The Hedgehog (Hh) signaling pathway is correlated with hepatic stellate cells (HSCs) activation and liver fibrosis. Gli2 is a key transcription effector of Hh signaling. However, the role of Gli2 in HSC-mediated liver fibrosis progression is largely unknown. In the present study, we investigated the effect of Gli2 on liver fibrogenesis and its possible mechanism using conditional knockout (cKO) Gli2 mice and HSC models. Wild-type (WT) and GFAP-CreERT;Gli2(flox/flox) male mice were exposed to CCl4 for 1 mo to induce liver fibrosis. Primary HSCs were isolated from mice and the transition of HSCs into a myofibroblastic phenotype was evaluated. Livers from mice underwent histological, immunohistochemical, and immunofluorescence analyses. The expression levels of proteins and genes were evaluated by Western blot (WB) analysis and quantitative real-time polymerase chain reaction (qRT-PCR), respectively. RNA-seq was used to screen differentially expressed genes. Results showed that CCl4 treatment induced liver fibrosis, promoted HSCs activation and proliferation, and upregulated Hh signaling activity. The cKO of Gli2 in GFAP-CreERT;Gli2(flox/flox) mice decreased liver fibrosis as well as HSC activation and proliferation. In vitro studies showed that KO of Gli2 in HSCs blocked cell proliferation and activation by decrease of cyclin D1/D2 expression. The RNA-seq results revealed that the expression levels TGF-beta 1 ligands were downregulated in Gli2 KO HSCs.

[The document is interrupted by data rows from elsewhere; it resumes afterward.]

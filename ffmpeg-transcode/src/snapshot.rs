use std::io::Write;
use std::path::Path;

use anyhow::Context as _;
use ffmpeg_next::{Packet, Rational, codec, format::Pixel};

use crate::frame::RawVideoFrame;
use crate::scaler::Rescaler;

/// Writes `frame` to `path` as a still image: JPEG when `format` is
/// `YUVJ420P`, PNG otherwise. The picture is converted to `format` first and
/// keeps its size. Missing parent directories are created.
pub fn save_frame(frame: &RawVideoFrame, path: impl AsRef<Path>, format: Pixel) -> anyhow::Result<()> {
    let path = path.as_ref();
    let id = if format == Pixel::YUVJ420P {
        codec::Id::MJPEG
    } else {
        codec::Id::PNG
    };
    let implementation = ffmpeg_next::encoder::find(id)
        .ok_or_else(|| anyhow::anyhow!("could not find {:?} encoder", id))?;

    let mut encoder = codec::Context::new_with_codec(implementation)
        .encoder()
        .video()
        .context("could not allocate image codec context")?;
    encoder.set_width(frame.width());
    encoder.set_height(frame.height());
    encoder.set_format(format);
    encoder.set_time_base(Rational(1, 1));
    let mut encoder = encoder
        .open_as(implementation)
        .context("could not open image codec")?;

    let picture = Rescaler::new(format, 0, 0)
        .input_frame(frame)
        .ok_or_else(|| anyhow::anyhow!("could not scale the frame"))?;
    encoder
        .send_frame(picture.as_video())
        .context("error sending a frame for encoding")?;
    encoder.send_eof()?;

    if let Some(parent) = path.parent().filter(|p| !p.as_os_str().is_empty()) {
        std::fs::create_dir_all(parent)?;
    }
    let mut file = std::fs::File::create(path)
        .with_context(|| format!("could not open the file {}", path.display()))?;

    let mut packet = Packet::empty();
    while encoder.receive_packet(&mut packet).is_ok() {
        if let Some(data) = packet.data() {
            file.write_all(data)?;
        }
    }
    file.flush()?;
    log::debug!("screenshot saved: {}", path.display());
    Ok(())
}
use ffmpeg_next::{
    ffi,
    format::Pixel,
    frame::Video,
    software::scaling::{self, flag::Flags},
};

use crate::frame::{RawVideoFrame, copy_timestamps};
use crate::pool::{DEFAULT_POOL_SIZE, FramePool};

/// Row alignment of buffers handed to the scaler.
const ALIGN: i32 = 32;

struct Scaler {
    context: scaling::Context,
    /// Source format and size the context was built for.
    source: (Pixel, u32, u32),
}

unsafe impl Send for Scaler {}

/// Converts decoded pictures to one pixel format and size. A width or height
/// of 0 keeps the source dimension.
pub struct Rescaler {
    format: Pixel,
    width: u32,
    height: u32,
    scaler: Option<Scaler>,
    pool: FramePool<Video>,
}

impl Rescaler {
    pub fn new(format: Pixel, width: u32, height: u32) -> Self {
        Self {
            format,
            width,
            height,
            scaler: None,
            pool: FramePool::new(DEFAULT_POOL_SIZE, Video::empty),
        }
    }

    pub fn format(&self) -> Pixel {
        self.format
    }

    fn target_size(&self, frame: &RawVideoFrame) -> (u32, u32) {
        let width = if self.width == 0 { frame.width() } else { self.width };
        let height = if self.height == 0 { frame.height() } else { self.height };
        (width, height)
    }

    fn is_target(&self, frame: &RawVideoFrame) -> bool {
        frame.format() == self.format
            && (self.width == 0 || frame.width() == self.width)
            && (self.height == 0 || frame.height() == self.height)
    }

    fn prepare(&mut self, frame: &RawVideoFrame) -> Option<&mut Scaler> {
        let source = (frame.format(), frame.width(), frame.height());
        let rebuild = self.scaler.as_ref().is_none_or(|s| s.source != source);
        if rebuild {
            let (width, height) = self.target_size(frame);
            self.scaler = None;
            match scaling::Context::get(
                source.0,
                source.1,
                source.2,
                self.format,
                width,
                height,
                Flags::FAST_BILINEAR,
            ) {
                Ok(context) => {
                    log::info!(
                        "sws context created: {:?} {}x{} -> {:?} {}x{}",
                        source.0,
                        source.1,
                        source.2,
                        self.format,
                        width,
                        height
                    );
                    self.scaler = Some(Scaler { context, source });
                }
                Err(e) => {
                    log::warn!("sws context create failed: {}", e);
                    return None;
                }
            }
        }
        self.scaler.as_mut()
    }

    /// Returns `frame` itself when it already has the target format and size,
    /// otherwise a converted copy carrying the same timestamps. `None` if the
    /// conversion failed.
    pub fn input_frame(&mut self, frame: &RawVideoFrame) -> Option<RawVideoFrame> {
        if self.is_target(frame) {
            return Some(frame.clone());
        }

        let (width, height) = self.target_size(frame);
        let format = self.format;
        let mut out = self.pool.obtain();
        if out.is_empty() || out.format() != format || out.width() != width || out.height() != height {
            *out = Video::new(format, width, height);
        } else if unsafe { ffi::av_frame_make_writable(out.as_mut_ptr()) } < 0 {
            // an encoder may still reference the last picture; never scale over it
            *out = Video::new(format, width, height);
        }

        let scaler = self.prepare(frame)?;
        let src = frame.as_video();
        let ret = unsafe {
            let dst = out.as_mut_ptr();
            ffi::sws_scale(
                scaler.context.as_mut_ptr(),
                (*src.as_ptr()).data.as_ptr() as *const *const u8,
                (*src.as_ptr()).linesize.as_ptr(),
                0,
                src.height() as i32,
                (*dst).data.as_ptr(),
                (*dst).linesize.as_ptr(),
            )
        };
        if ret <= 0 {
            log::warn!("sws_scale failed: {}", ffmpeg_next::Error::from(ret));
            return None;
        }

        copy_timestamps(src, &mut out);
        Some(RawVideoFrame::from_pooled(out))
    }

    /// Scales `frame` straight into `dst`, laid out with 32-byte aligned rows.
    /// Returns the number of output rows written.
    pub fn convert_into(&mut self, frame: &RawVideoFrame, dst: &mut [u8]) -> Option<i32> {
        let (width, height) = self.target_size(frame);
        let format: ffi::AVPixelFormat = self.format.into();
        let needed = unsafe { ffi::av_image_get_buffer_size(format, width as i32, height as i32, ALIGN) };
        if needed < 0 || dst.len() < needed as usize {
            log::warn!("output buffer too small: {} < {}", dst.len(), needed);
            return None;
        }

        let mut data: [*mut u8; 4] = [std::ptr::null_mut(); 4];
        let mut linesize = [0i32; 4];
        let ret = unsafe {
            ffi::av_image_fill_arrays(
                data.as_mut_ptr(),
                linesize.as_mut_ptr(),
                dst.as_mut_ptr(),
                format,
                width as i32,
                height as i32,
                ALIGN,
            )
        };
        if ret < 0 {
            log::warn!("av_image_fill_arrays failed: {}", ffmpeg_next::Error::from(ret));
            return None;
        }

        let scaler = self.prepare(frame)?;
        let src = frame.as_video();
        let ret = unsafe {
            ffi::sws_scale(
                scaler.context.as_mut_ptr(),
                (*src.as_ptr()).data.as_ptr() as *const *const u8,
                (*src.as_ptr()).linesize.as_ptr(),
                0,
                src.height() as i32,
                data.as_ptr(),
                linesize.as_ptr(),
            )
        };
        if ret <= 0 {
            log::warn!("sws_scale failed: {}", ffmpeg_next::Error::from(ret));
            return None;
        }
        Some(ret)
    }
}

Furthermore, overexpression of Gli2 rescued proliferation and activation of HSCs by upregulation of TGF-beta signaling activity. Our data demonstrated that Gli2 regulated HSC activation and liver fibrosis by TGF-beta signaling, thus providing support for future Gli2-based investigations of liver fibrosis therapy. NEW & NOTEWORTHY Gli2 is a key transcription effector of Hh signaling. We found that Hh/Gli2 signaling activity was upregulated in CCl4-induced liver fibrosis. Conditional deletion of the Gli2 gene in HSCs ameliorated CCl4-induced liver fibrosis and HSCs activation. Moreover, Gli2 promoted activation of HSCs through upregulation of cyclin expression and TGF-beta signaling activity. Thus, our data provide strong support for future investigations on Gli2 inhibition to slow liver fibrosis progression in humans.